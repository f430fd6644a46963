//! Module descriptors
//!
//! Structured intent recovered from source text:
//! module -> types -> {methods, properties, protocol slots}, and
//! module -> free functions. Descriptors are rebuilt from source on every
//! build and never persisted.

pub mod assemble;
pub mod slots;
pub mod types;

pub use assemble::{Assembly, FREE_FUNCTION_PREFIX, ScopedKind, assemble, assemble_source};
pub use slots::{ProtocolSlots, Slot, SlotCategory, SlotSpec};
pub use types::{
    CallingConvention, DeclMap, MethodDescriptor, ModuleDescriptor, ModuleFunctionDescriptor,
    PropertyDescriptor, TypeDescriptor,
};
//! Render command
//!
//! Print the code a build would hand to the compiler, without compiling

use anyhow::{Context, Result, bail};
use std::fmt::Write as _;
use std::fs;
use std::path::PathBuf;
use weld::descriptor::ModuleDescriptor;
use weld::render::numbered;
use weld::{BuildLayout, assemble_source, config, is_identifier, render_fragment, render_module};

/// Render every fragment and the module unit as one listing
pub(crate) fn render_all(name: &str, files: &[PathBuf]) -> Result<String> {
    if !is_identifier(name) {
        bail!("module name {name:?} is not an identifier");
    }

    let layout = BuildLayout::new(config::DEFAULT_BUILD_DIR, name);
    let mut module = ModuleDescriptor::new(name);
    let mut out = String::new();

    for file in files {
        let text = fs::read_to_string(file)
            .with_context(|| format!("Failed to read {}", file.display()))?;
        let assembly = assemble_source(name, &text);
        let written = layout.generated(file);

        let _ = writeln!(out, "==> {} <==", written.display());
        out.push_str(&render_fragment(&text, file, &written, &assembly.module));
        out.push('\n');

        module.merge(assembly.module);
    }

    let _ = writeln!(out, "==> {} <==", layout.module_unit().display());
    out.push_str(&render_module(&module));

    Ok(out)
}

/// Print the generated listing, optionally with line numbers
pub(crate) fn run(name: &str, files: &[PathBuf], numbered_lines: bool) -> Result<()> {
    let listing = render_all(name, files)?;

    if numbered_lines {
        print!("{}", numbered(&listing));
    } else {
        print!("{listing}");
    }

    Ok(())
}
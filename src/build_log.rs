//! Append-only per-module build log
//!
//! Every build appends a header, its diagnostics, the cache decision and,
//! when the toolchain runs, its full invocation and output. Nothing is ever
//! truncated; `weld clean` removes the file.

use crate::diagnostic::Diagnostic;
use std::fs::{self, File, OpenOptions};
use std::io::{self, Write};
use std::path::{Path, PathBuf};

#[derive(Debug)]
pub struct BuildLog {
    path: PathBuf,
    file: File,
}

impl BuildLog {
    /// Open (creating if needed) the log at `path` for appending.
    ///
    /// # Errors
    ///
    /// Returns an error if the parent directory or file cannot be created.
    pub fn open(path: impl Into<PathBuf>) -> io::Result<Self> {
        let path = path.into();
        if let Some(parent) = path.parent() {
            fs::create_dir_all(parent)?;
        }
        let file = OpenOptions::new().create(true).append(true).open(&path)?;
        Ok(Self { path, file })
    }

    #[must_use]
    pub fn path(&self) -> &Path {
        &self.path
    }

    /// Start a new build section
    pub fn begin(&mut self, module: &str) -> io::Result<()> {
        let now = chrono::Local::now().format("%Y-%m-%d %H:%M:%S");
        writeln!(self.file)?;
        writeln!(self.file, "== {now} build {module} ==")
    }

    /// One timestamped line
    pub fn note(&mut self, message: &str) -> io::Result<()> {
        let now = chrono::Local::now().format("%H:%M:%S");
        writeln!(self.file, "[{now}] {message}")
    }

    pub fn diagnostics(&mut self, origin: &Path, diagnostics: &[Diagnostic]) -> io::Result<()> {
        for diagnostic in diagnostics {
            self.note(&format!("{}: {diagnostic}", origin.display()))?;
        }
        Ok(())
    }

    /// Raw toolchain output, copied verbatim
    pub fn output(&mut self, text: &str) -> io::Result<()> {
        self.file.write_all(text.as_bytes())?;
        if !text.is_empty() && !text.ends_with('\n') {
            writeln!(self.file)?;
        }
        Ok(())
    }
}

WHAT IS EXPECTED => Every line of the material is to be transcribed exactly.

RESULT =>
repository f430fd6644a46963
//! Module descriptors
//!
//! Structured intent recovered from source text:
//! module -> types -> {methods, properties, protocol slots}, and
//! module -> free functions. Descriptors are rebuilt from source on every
//! build and never persisted.

pub mod assemble;
pub mod slots;
pub mod types;

pub use assemble::{Assembly, FREE_FUNCTION_PREFIX, ScopedKind, assemble, assemble_source};
pub use slots::{ProtocolSlots, Slot, SlotCategory, SlotSpec};
pub use types::{
    CallingConvention, DeclMap, MethodDescriptor, ModuleDescriptor, ModuleFunctionDescriptor,
    PropertyDescriptor, TypeDescriptor,
};
//! Render command
//!
//! Print the code a build would hand to the compiler, without compiling

use anyhow::{Context, Result, bail};
use std::fmt::Write as _;
use std::fs;
use std::path::PathBuf;
use weld::descriptor::ModuleDescriptor;
use weld::render::numbered;
use weld::{BuildLayout, assemble_source, config, is_identifier, render_fragment, render_module};

/// Render every fragment and the module unit as one listing
pub(crate) fn render_all(name: &str, files: &[PathBuf]) -> Result<String> {
    if !is_identifier(name) {
        bail!("module name {name:?} is not an identifier");
    }

    let layout = BuildLayout::new(config::DEFAULT_BUILD_DIR, name);
    let mut module = ModuleDescriptor::new(name);
    let mut out = String::new();

    for file in files {
        let text = fs::read_to_string(file)
            .with_context(|| format!("Failed to read {}", file.display()))?;
        let assembly = assemble_source(name, &text);
        let written = layout.generated(file);

        let _ = writeln!(out, "==> {} <==", written.display());
        out.push_str(&render_fragment(&text, file, &written, &assembly.module));
        out.push('\n');

        module.merge(assembly.module);
    }

    let _ = writeln!(out, "==> {} <==", layout.module_unit().display());
    out.push_str(&render_module(&module));

    Ok(out)
}

/// Print the generated listing, optionally with line numbers
pub(crate) fn run(name: &str, files: &[PathBuf], numbered_lines: bool) -> Result<()> {
    let listing = render_all(name, files)?;

    if numbered_lines {
        print!("{}", numbered(&listing));
    } else {
        print!("{listing}");
    }

    Ok(())
}
filename src/build_log.rs
//! Append-only per-module build log
//!
//! Every build appends a header, its diagnostics, the cache decision and,
//! when the toolchain runs, its full invocation and output. Nothing is ever
//! truncated; `weld clean` removes the file.

use crate::diagnostic::Diagnostic;
use std::fs::{self, File, OpenOptions};
use std::io::{self, Write};
use std::path::{Path, PathBuf};

#[derive(Debug)]
pub struct BuildLog {
    path: PathBuf,
    file: File,
}

impl BuildLog {
    /// Open (creating if needed) the log at `path` for appending.
    ///
    /// # Errors
    ///
    /// Returns an error if the parent directory or file cannot be created.
    pub fn open(path: impl Into<PathBuf>) -> io::Result<Self> {
        let path = path.into();
        if let Some(parent) = path.parent() {
            fs::create_dir_all(parent)?;
        }
        let file = OpenOptions::new().create(true).append(true).open(&path)?;
        Ok(Self { path, file })
    }

    #[must_use]
    pub fn path(&self) -> &Path {
        &self.path
    }

    /// Start a new build section
    pub fn begin(&mut self, module: &str) -> io::Result<()> {
        let now = chrono::Local::now().format("%Y-%m-%d %H:%M:%S");
        writeln!(self.file)?;
        writeln!(self.file, "== {now} build {module} ==")
    }

    /// One timestamped line
    pub fn note(&mut self, message: &str) -> io::Result<()> {
        let now = chrono::Local::now().format("%H:%M:%S");
        writeln!(self.file, "[{now}] {message}")
    }

    pub fn diagnostics(&mut self, origin: &Path, diagnostics: &[Diagnostic]) -> io::Result<()> {
        for diagnostic in diagnostics {
            self.note(&format!("{}: {diagnostic}", origin.display()))?;
        }
        Ok(())
    }

    /// Raw toolchain output, copied verbatim
    pub fn output(&mut self, text: &str) -> io::Result<()> {
        self.file.write_all(text.as_bytes())?;
        if !text.is_empty() && !text.ends_with('\n') {
            writeln!(self.file)?;
        }
        Ok(())
    }
}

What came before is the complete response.